Burkina Faso - 79 mortos, três dias de Luto Nacional
O Sahel apresenta novamente sintomas de que vai a pique, a caminho do fundo! Relativamente ao Burkina Faso, enquanto gozávamos o fim-de-semana prolongado de Santo António, o distrito Norte de Seytenga, na fronteira com o Níger, assistiu à matança de um número ainda indefinido de aldeões. Digo-o desta forma porque parece haver neste acto uma mudança no modus operandi de quem chacinou e ainda não reivindicou. As aldeãs e as crianças foram poupadas neste ataque, aparentemente sem um objectivo definido, para além da criação do caos, pânico e prova de uma crescente terra-deninguém na chamada “três fronteiras” (Mali, Níger e Burkina).
Há relatos de mais de 100 mortos e relatórios oficiais que garantem serem 50. Os 79 mencionados correspondem a uma média, mais credível, apresentada pela Rede de Reflexão Estratégica sobre a Segurança no Sahel (Jérôme Pigné). Certo é que na quinta-feira anterior, 11 polícias militares foram abatidos no mesmo distrito. Esta Rede de Reflexão também aponta outra alteração no modus operandi destes grupos de assassinos. Chacinam como dantes, mas não aparece nenhum grupo ou entidade a reivindicar os actos, o que adensa a nebulosa em torno dos mesmos, das populações, multiplica o pânico e dificulta o seu combate. Objectivo cumprido!
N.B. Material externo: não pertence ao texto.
use axum::{
    extract::{Request, State},
    http::{HeaderMap, header},
    middleware::Next,
    response::Response,
};
use tracing::debug;

use crate::auth::AppState;
use crate::error::ApiError;

/// Bearer token from the Authorization header, if any.
pub fn bearer_token(headers: &HeaderMap) -> Option<&str> {
    headers
        .get(header::AUTHORIZATION)
        .and_then(|v| v.to_str().ok())
        .and_then(|v| v.strip_prefix("Bearer "))
        .map(str::trim)
        .filter(|t| !t.is_empty())
}

/// Resolve the session token to a `Principal` and attach it to the request.
pub async fn require_auth(
    State(state): State<AppState>,
    mut req: Request,
    next: Next,
) -> Result<Response, ApiError> {
    let token = bearer_token(req.headers()).ok_or(ApiError::Unauthenticated)?;

    let principal = state.engine.authenticate(token).await.map_err(|e| {
        debug!("Rejected session token: {}", e);
        ApiError::Unauthenticated
    })?;

    req.extensions_mut().insert(principal);
    Ok(next.run(req).await)
}

#[cfg(test)]
mod tests {
    use super::*;
    use axum::http::HeaderValue;

    #[test]
    fn extracts_bearer_tokens_only() {
        let mut headers = HeaderMap::new();
        assert_eq!(bearer_token(&headers), None);

        headers.insert(header::AUTHORIZATION, HeaderValue::from_static("Basic abc"));
        assert_eq!(bearer_token(&headers), None);

        headers.insert(header::AUTHORIZATION, HeaderValue::from_static("Bearer "));
        assert_eq!(bearer_token(&headers), None);

        headers.insert(header::AUTHORIZATION, HeaderValue::from_static("Bearer abc.def"));
        assert_eq!(bearer_token(&headers), Some("abc.def"));
    }
}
Os golpes militares no Mali (Agosto 2020) e no Burkina (Janeiro 2022), cuja razão de ser se justificaram oficialmente, porque os poderes civis não conseguiram estancar os avanços do jihadismo, provocaram na região ainda maior vulnerabilidade, no subsequente nevoeiro de guerra que toda a luta pelo poder provoca
Razões
A região das três fronteiras, sem muros nem portagens, tem sido desde 2015 “território de transumância” da Al-qaeda do Magrebe Islâmico e do Estado Islâmico. Aqui se misturam com a população local, aqui competem entre si e aqui instigam à “zizania” intra e intercomunitárias, explorando as suas fraquezas e fomentando a criação de milícias étnicas que alimentam com armas e aspirinas. É possível que esta “matança de Santo António”, sem razão aparente, seja apenas uma milícia a dizer à outra “eu consigo matar mais do que tu!”
Os golpes militares no Mali (Agosto 2020) e no Burkina (Janeiro 2022), cuja razão de ser se justificaram oficialmente, porque os poderes civis não conseguiram estancar os avanços do jihadismo, provocaram na região ainda maior vulnerabilidade, no subsequente nevoeiro de guerra que toda a luta pelo poder provoca. Para o adensar, a França decidiu pôr termo à Operação Barkhane (Junho 2021) e deslocalizar o seu contingente militar do Mali para o vizinho Níger. Por último, a Junta Militar do Mali resolveu retirar-se do G5-sahel (Maio 2022), a coligação regional que se sustentava na Barkhane, para combater o terrorismo. Em suma, o Mali rejeita a França e cai nos braços da Rússia, com o Grupo Wagner a dar formação à tropa maliana, a segurar a Junta no poder e a começar a engajar-se nas patrulhas a Norte, na caça aos indesejáveis, que não serão obrigatoriamente obscuros islamistas.
Outra novidade recente e resultante deste cenário é a tendência que se regista na deslocalização geográfica deste tipo de ataques. O Togo (Junho 2022) e o Benim (Dezembro de 2021 e Fevereiro de 2022) são também as mais recentes vítimas deste tipo de “ataques toca-e-foge”, nas respectivas fronteiras Norte com o Burkina, cujo futuro próximo irá certamente confirmar novas fronteiras tripartidas, tão problemáticas como as anteriormente mencionadas. A razão para este avanço jihadista para Sul tem no Golfo da Guiné o principal objectivo, cujo acesso ao mar abrirá novas rotas de aprovisionamento, fuga e entrada na região.